Após uma década, Befani entregou a Fiorentina nas mãos de seu sucessor com uma lista de feitos históricos. Além dos títulos, um time-base bem competitivo, e que, posteriormente, venceria mais troféus durante os anos 1960. Mais importante do que isso, a organização e a visão de mercado introduzidas pelo dirigente mudaram os rumos do clube.

Carismático, conquistou a torcida e manteve boa relação com outros cartolas. Uma foto sua aos risos nas tribunas do estádio Comunale de Florença ao lado dos irmãos Umberto e Gianni Agnelli, acionistas da Fiat e donos da Juventus, não deixa de ser curiosa. Ali, precisamente em 1960, ainda não existia a fervorosa rivalidade entre Fiorentina e Vecchia Signora, inflamada décadas depois por causa de episódios como a transferência de Roberto Baggio a Turim.

A saída de Befani da presidência da Viola não foi motivada por uma única razão. Muitos dão conta de sua frustração em não conseguir aprovar algumas medidas no estatuto da Fiorentina frente aos acionistas do clube. Uma delas, inclusive, se referia à conversão da instituição em sociedade anônima. Após ser impedido de levar a ideia adiante, o presidente teria proferido a seguinte frase: “O que vocês negaram hoje, um dia serão forçados a aceitar sem discussão e sem poder se opor”. Ao final da temporada 1960-61, ele concluiu o processo e transferiu a propriedade violeta para Enrico Longinotti. Para encerrar, sua “profecia” sobre a mudança do clube para uma S/A acabaria se tornando realidade apenas alguns anos depois, em 1967.

Morte e condecoração

Enrico Befani, o responsável pelo primeiro scudetto da Fiorentina, não teve tempo de assistir ao segundo título nacional do time, em 1969. O empresário morreu no dia 29 de outubro de 1968, com apenas 57 anos de idade. Seu falecimento causou extrema comoção em Florença na época, mas as lembranças do presidente não deixaram de existir na cidade. Em 2018, o aniversário de 50 anos de sua morte lhe rendeu diversas homenagens.

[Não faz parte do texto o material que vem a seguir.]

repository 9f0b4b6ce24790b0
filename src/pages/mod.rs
pub mod landing;
pub mod chat_preview;
pub mod chat_script;
pub mod faq;
pub mod use_cases;
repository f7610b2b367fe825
// SPDX-License-Identifier: GPL-3.0-only

//! Print handlers

use crate::app::state::{AppModel, Message};
use crate::errors::PrintError;
use crate::printing::{self, LpPrinter, PrintCompletion, PrintJob};
use crate::storage;
use cosmic::Task;
use tracing::{info, warn};

impl AppModel {
    pub(crate) fn handle_print_photo(&mut self) -> Task<cosmic::Action<Message>> {
        if self.is_printing {
            info!("Print already in progress");
            return Task::none();
        }

        let Some(image) = self.session.flattened() else {
            warn!(error = %PrintError::NothingToPrint, "Print skipped");
            return Task::none();
        };

        self.is_printing = true;
        let printer = LpPrinter::new(self.config.print_command.clone());
        let job = PrintJob::titled(self.config.print_title.clone());
        let dir = storage::output_directory();
        info!(command = printer.command(), title = %job.title, "Submitting print job");

        Task::perform(
            async move { printing::print_image(&printer, &job, image, dir).await },
            |completion| cosmic::Action::App(Message::PrintFinished(completion)),
        )
    }

    pub(crate) fn handle_print_finished(
        &mut self,
        completion: PrintCompletion,
    ) -> Task<cosmic::Action<Message>> {
        self.is_printing = false;
        completion.log();
        Task::none()
    }
}
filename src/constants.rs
// SPDX-License-Identifier: GPL-3.0-only

//! Application-wide constants

use std::time::Duration;

/// Maximum number of overlays that can be committed to one photo
pub const MAX_APPLIED_OVERLAYS: usize = 5;

/// Default distance (in canvas pixels) an overlay moves or grows per step
pub const DEFAULT_OVERLAY_STEP: i32 = 5;

/// Largest accepted overlay step
pub const MAX_OVERLAY_STEP: i32 = 200;

/// Application directory name under the XDG data directories
pub const APP_DIR_NAME: &str = "picture-a-state";

/// Name of the filters folder inside the application data directory
pub const FILTERS_DIR_NAME: &str = "filters";

/// File name of the saved capture (overwritten by every save)
pub const CAPTURED_PHOTO_FILE: &str = "captured-photo.png";

/// Scratch file handed to the print subsystem
pub const PRINT_JOB_FILE: &str = "print-job.png";

/// Default title of submitted print jobs
pub const DEFAULT_PRINT_TITLE: &str = "Picture A-State";

/// Default print command (CUPS)
pub const DEFAULT_PRINT_COMMAND: &str = "lp";

/// Countdown choices offered in settings (seconds, 0 = off)
pub const COUNTDOWN_CHOICES: [u32; 4] = [0, 3, 5, 10];

/// UI Constants
pub mod ui {
    /// Capture button size (outer)
    pub const CAPTURE_BUTTON_OUTER: f32 = 60.0;

    /// Capture button size (inner)
    pub const CAPTURE_BUTTON_INNER: f32 = 50.0;

    /// Capture button border radius
    pub const CAPTURE_BUTTON_RADIUS: f32 = 25.0;

    /// Overlay button/container background transparency (0.0 = transparent, 1.0 = opaque)
    pub const OVERLAY_BACKGROUND_ALPHA: f32 = 0.6;

    /// Countdown digits shown over the preview
    pub const COUNTDOWN_TEXT_SIZE: u16 = 96;

    /// Status message text size
    pub const STATUS_TEXT_SIZE: u16 = 20;

    /// Icon size for the overlay adjustment buttons
    pub const ADJUST_ICON_SIZE: u16 = 16;
}

/// GStreamer pipeline constants
pub mod pipeline {
    /// Maximum buffer queue size (keep small for low latency)
    pub const MAX_BUFFERS: u32 = 2;

    /// Output pixel format for appsink
    /// RGBA is what the compositor and the image crate work with directly
    pub const OUTPUT_FORMAT: &str = "RGBA";

    /// Frame channel capacity between the appsink callback and the UI
    pub const FRAME_CHANNEL_CAPACITY: usize = 4;
}

/// Timing constants
pub mod timing {
    use super::Duration;

    /// Frame counter modulo for periodic logging
    pub const FRAME_LOG_INTERVAL: u64 = 30;

    /// Pipeline state change timeout on stop
    pub const STOP_TIMEOUT_SECS: u64 = 2;

    /// Pipeline playing state timeout on start
    pub const START_TIMEOUT_SECS: u64 = 5;

    /// Pause before the first countdown digit appears
    pub const COUNTDOWN_LEAD_IN: Duration = Duration::from_millis(500);

    /// Interval between countdown digits
    pub const COUNTDOWN_TICK: Duration = Duration::from_secs(1);

    /// How long a status message stays on the preview
    pub const STATUS_DISPLAY: Duration = Duration::from_secs(3);

    /// How long the CLI waits for the camera to deliver a usable frame
    pub const CLI_CAPTURE_TIMEOUT: Duration = Duration::from_secs(5);

    /// Frames delivered during this warm-up window are skipped by the CLI
    pub const CLI_WARMUP: Duration = Duration::from_millis(500);
}

/// Supported filter asset formats
pub mod file_formats {
    /// Supported image file extensions
    pub const IMAGE_EXTENSIONS: &[&str] = &["png", "jpg", "jpeg", "gif", "bmp", "webp"];

    /// Check if a file extension is a supported image format
    pub fn is_image_extension(ext: &str) -> bool {
        IMAGE_EXTENSIONS.contains(&ext.to_lowercase().as_str())
    }
}

/// Application information utilities
pub mod app_info {
    use std::path::Path;

    /// Get the application version from build-time environment
    pub fn version() -> &'static str {
        env!("GIT_VERSION")
    }

    /// Check if the application is running inside a Flatpak sandbox
    pub fn is_flatpak() -> bool {
        Path::new("/.flatpak-info").exists()
    }
}

#[cfg(test)]
mod tests {
    use super::*;

    #[test]
    fn test_image_extensions_case_insensitive() {
        assert!(file_formats::is_image_extension("PNG"));
        assert!(file_formats::is_image_extension("jpeg"));
        assert!(!file_formats::is_image_extension("txt"));
        assert!(!file_formats::is_image_extension(""));
    }

    #[test]
    fn test_countdown_choices_include_off() {
        assert_eq!(COUNTDOWN_CHOICES[0], 0);
    }
}
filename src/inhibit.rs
// SPDX-License-Identifier: GPL-3.0-only

//! Screen saver inhibition over D-Bus
//!
//! Keeps the display awake while the camera is streaming, using the
//! freedesktop ScreenSaver interface on the session bus. Screen savers drop
//! an inhibition once the requesting bus name disconnects, so one session
//! connection is opened lazily and kept for the life of the process. Both
//! calls are best effort: failures are returned for logging and never
//! retried.

use tokio::sync::OnceCell;
use tracing::{info, warn};

const SCREENSAVER_DEST: &str = "org.freedesktop.ScreenSaver";
const SCREENSAVER_PATH: &str = "/org/freedesktop/ScreenSaver";
const SCREENSAVER_IFACE: &str = "org.freedesktop.ScreenSaver";

static SESSION_BUS: OnceCell<zbus::Connection> = OnceCell::const_new();

/// Shared session bus connection, opened on first use
async fn session_connection() -> Result<&'static zbus::Connection, String> {
    SESSION_BUS
        .get_or_try_init(|| async {
            let connection = zbus::Connection::session().await?;
            info!(name = ?connection.unique_name(), "Connected to session D-Bus");
            Ok::<_, zbus::Error>(connection)
        })
        .await
        .map_err(|e| format!("Failed to connect to session D-Bus: {}", e))
}

async fn screensaver_proxy() -> Result<zbus::Proxy<'static>, String> {
    let connection = session_connection().await?;

    zbus::Proxy::new(
        connection,
        SCREENSAVER_DEST,
        SCREENSAVER_PATH,
        SCREENSAVER_IFACE,
    )
    .await
    .map_err(|e| format!("Failed to create ScreenSaver proxy: {}", e))
}

/// Ask the desktop not to blank the screen
///
/// Returns the cookie needed to release the inhibition. The inhibition
/// lasts until [`uninhibit`] or process exit.
pub async fn inhibit(app_name: String, reason: String) -> Result<u32, String> {
    let proxy = screensaver_proxy().await?;

    let cookie: u32 = proxy
        .call("Inhibit", &(app_name.as_str(), reason.as_str()))
        .await
        .map_err(|e| {
            warn!(error = %e, "ScreenSaver inhibit failed");
            format!("Failed to inhibit screen saver: {}", e)
        })?;

    info!(cookie, "Screen saver inhibited");
    Ok(cookie)
}

/// Release an inhibition obtained from [`inhibit`]
pub async fn uninhibit(cookie: u32) -> Result<(), String> {
    let proxy = screensaver_proxy().await?;

    proxy
        .call::<_, _, ()>("UnInhibit", &(cookie,))
        .await
        .map_err(|e| format!("Failed to release screen saver inhibit: {}", e))?;

    info!(cookie, "Screen saver inhibit released");
    Ok(())
}

#[cfg(test)]
mod tests {
    use super::*;

    #[tokio::test]
    async fn test_session_connection_is_reused() {
        // Nothing to check without a session bus
        let Ok(first) = session_connection().await else {
            return;
        };
        let second = session_connection().await.unwrap();
        assert!(std::ptr::eq(first, second));
        assert_eq!(first.unique_name(), second.unique_name());
    }
}
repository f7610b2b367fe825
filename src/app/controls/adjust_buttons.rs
// SPDX-License-Identifier: MPL-2.0

//! Overlay adjustment buttons

use crate::app::state::{AppModel, Message, OverlayAdjustment};
use crate::constants::ui;
use cosmic::Element;
use cosmic::iced::Alignment;
use cosmic::widget;

/// Button order and icons
const ADJUSTMENTS: [(OverlayAdjustment, &str); 8] = [
    (OverlayAdjustment::MoveLeft, "go-previous-symbolic"),
    (OverlayAdjustment::MoveUp, "go-up-symbolic"),
    (OverlayAdjustment::MoveDown, "go-down-symbolic"),
    (OverlayAdjustment::MoveRight, "go-next-symbolic"),
    (OverlayAdjustment::ScaleDown, "zoom-out-symbolic"),
    (OverlayAdjustment::ScaleUp, "zoom-in-symbolic"),
    (OverlayAdjustment::RotateLeft, "object-rotate-left-symbolic"),
    (OverlayAdjustment::RotateRight, "object-rotate-right-symbolic"),
];

impl AppModel {
    /// Row of move/scale/rotate buttons, active only while a filter is pending
    pub fn build_adjust_buttons(&self) -> Element<'_, Message> {
        let spacing = cosmic::theme::spacing();
        let enabled = self.session.pending().is_some();

        let mut row = widget::row()
            .spacing(spacing.space_xxs)
            .align_y(Alignment::Center);

        for (adjustment, icon_name) in ADJUSTMENTS {
            let icon = widget::icon::from_name(icon_name).size(ui::ADJUST_ICON_SIZE);
            row = row.push(
                widget::button::icon(icon)
                    .on_press_maybe(enabled.then_some(Message::AdjustOverlay(adjustment))),
            );
        }

        row.into()
    }
}
// SPDX-License-Identifier: MPL-2.0

//! Picture A-State - a photo booth for the COSMIC desktop environment
//!
//! Live camera preview with up to five decorative overlays, a countdown
//! capture, PNG export and printing.
//!
//! # Architecture
//!
//! - [`app`]: COSMIC application, views and message handlers
//! - [`backends`]: GStreamer camera source
//! - [`filters`]: Filter catalog loaded from the filter folder
//! - [`overlay`]: Overlay placement and the compositor
//! - [`session`]: Booth state (pending overlay, applied stack, capture)
//! - [`pipelines`]: Snapshot conversion and PNG encoding
//! - [`printing`]: Print job submission
//! - [`config`]: User configuration handling
//! - [`storage`]: Filter and output folder lookup
//!
//! # Example
//!
//! ```ignore
//! // This is a GUI application, typically run via:
//! // picture-a-state
//! ```

pub mod app;
pub mod backends;
pub mod config;
pub mod constants;
pub mod countdown;
pub mod errors;
pub mod filters;
pub mod i18n;
pub mod inhibit;
pub mod overlay;
pub mod pipelines;
pub mod printing;
pub mod session;
pub mod storage;

// Re-export commonly used types
pub use app::{AppModel, Message};
pub use config::Config;
pub use filters::FilterCatalog;
pub use overlay::{Overlay, Rotation};
pub use session::BoothSession;
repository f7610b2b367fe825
// SPDX-License-Identifier: GPL-3.0-only

//! Filter catalog
//!
//! Filters are static decorative images laid over the camera feed. The
//! catalog is enumerated once from a folder and stays immutable for the
//! session; filters are addressed by their position.

use crate::constants::file_formats;
use image::RgbaImage;
use std::path::{Path, PathBuf};
use std::sync::Arc;
use tracing::{debug, info, warn};

/// A single decoded filter image
#[derive(Debug, Clone)]
pub struct FilterAsset {
    /// Display name (file stem)
    pub name: String,
    /// Source file
    pub path: PathBuf,
    /// Decoded RGBA pixels
    pub image: Arc<RgbaImage>,
}

/// Ordered, immutable set of filters
#[derive(Debug, Clone, Default)]
pub struct FilterCatalog {
    assets: Vec<FilterAsset>,
}

impl FilterCatalog {
    /// Build a catalog from already decoded assets
    pub fn from_assets(assets: Vec<FilterAsset>) -> Self {
        Self { assets }
    }

    /// Enumerate and decode every supported image in `folder`
    ///
    /// Entries are ordered by file name. A missing folder yields an empty
    /// catalog; undecodable files are skipped.
    pub fn load(folder: &Path) -> Self {
        let entries = match std::fs::read_dir(folder) {
            Ok(entries) => entries,
            Err(e) => {
                warn!(folder = %folder.display(), error = %e, "Filter folder not readable");
                return Self::default();
            }
        };

        let mut paths: Vec<PathBuf> = entries
            .flatten()
            .map(|entry| entry.path())
            .filter(|path| path.is_file())
            .filter(|path| {
                path.extension()
                    .map(|ext| file_formats::is_image_extension(&ext.to_string_lossy()))
                    .unwrap_or(false)
            })
            .collect();
        paths.sort_by(|a, b| a.file_name().cmp(&b.file_name()));

        let assets: Vec<FilterAsset> = paths
            .into_iter()
            .filter_map(|path| match image::open(&path) {
                Ok(img) => {
                    let name = path
                        .file_stem()
                        .map(|s| s.to_string_lossy().to_string())
                        .unwrap_or_default();
                    debug!(name = %name, width = img.width(), height = img.height(), "Loaded filter");
                    Some(FilterAsset {
                        name,
                        path,
                        image: Arc::new(img.to_rgba8()),
                    })
                }
                Err(e) => {
                    warn!(path = %path.display(), error = %e, "Skipping undecodable filter");
                    None
                }
            })
            .collect();

        info!(folder = %folder.display(), count = assets.len(), "Filter catalog loaded");

        Self { assets }
    }

    /// Load on a blocking thread (decoding can be slow)
    pub async fn load_async(folder: PathBuf) -> Self {
        tokio::task::spawn_blocking(move || Self::load(&folder))
            .await
            .unwrap_or_else(|e| {
                warn!(error = %e, "Filter loading task failed");
                Self::default()
            })
    }

    pub fn len(&self) -> usize {
        self.assets.len()
    }

    pub fn is_empty(&self) -> bool {
        self.assets.is_empty()
    }

    pub fn get(&self, index: usize) -> Option<&FilterAsset> {
        self.assets.get(index)
    }

    /// Display names in catalog order
    pub fn names(&self) -> Vec<String> {
        self.assets.iter().map(|a| a.name.clone()).collect()
    }

    pub fn iter(&self) -> impl Iterator<Item = &FilterAsset> {
        self.assets.iter()
    }
}

#[cfg(test)]
mod tests {
    use super::*;
    use image::Rgba;

    fn write_png(dir: &Path, name: &str) {
        RgbaImage::from_pixel(4, 4, Rgba([255, 0, 0, 128]))
            .save(dir.join(name))
            .unwrap();
    }

    #[test]
    fn test_load_orders_by_file_name() {
        let dir = tempfile::tempdir().unwrap();
        write_png(dir.path(), "b-hat.png");
        write_png(dir.path(), "a-glasses.png");
        write_png(dir.path(), "c-frame.PNG");

        let catalog = FilterCatalog::load(dir.path());
        assert_eq!(catalog.names(), vec!["a-glasses", "b-hat", "c-frame"]);
    }

    #[test]
    fn test_load_skips_unsupported_and_broken_files() {
        let dir = tempfile::tempdir().unwrap();
        write_png(dir.path(), "ok.png");
        std::fs::write(dir.path().join("notes.txt"), "hello").unwrap();
        std::fs::write(dir.path().join("broken.png"), b"not a png").unwrap();
        std::fs::create_dir(dir.path().join("nested.png")).unwrap();

        let catalog = FilterCatalog::load(dir.path());
        assert_eq!(catalog.len(), 1);
        assert_eq!(catalog.get(0).unwrap().name, "ok");
    }

    #[test]
    fn test_missing_folder_is_empty() {
        let dir = tempfile::tempdir().unwrap();
        let catalog = FilterCatalog::load(&dir.path().join("does-not-exist"));
        assert!(catalog.is_empty());
        assert!(catalog.get(0).is_none());
    }
}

Cinco anos antes, em 2013, ele foi incluído no Hall da Fama da Viola, uma iniciativa criada pelo clube em parceria com o Museu da Fiorentina, em 2012. A agremiação violeta foi a primeira na Itália a desenvolver um projeto como esse, com o intuito de homenagear jogadores, treinadores, executivos e até torcedores ilustres em sua história. Por sua década de esforços dedicados ao time, com direito a esquadrão lendário e títulos inéditos, Befani foi incluído na seleta lista logo no segundo ano de existência da premiação.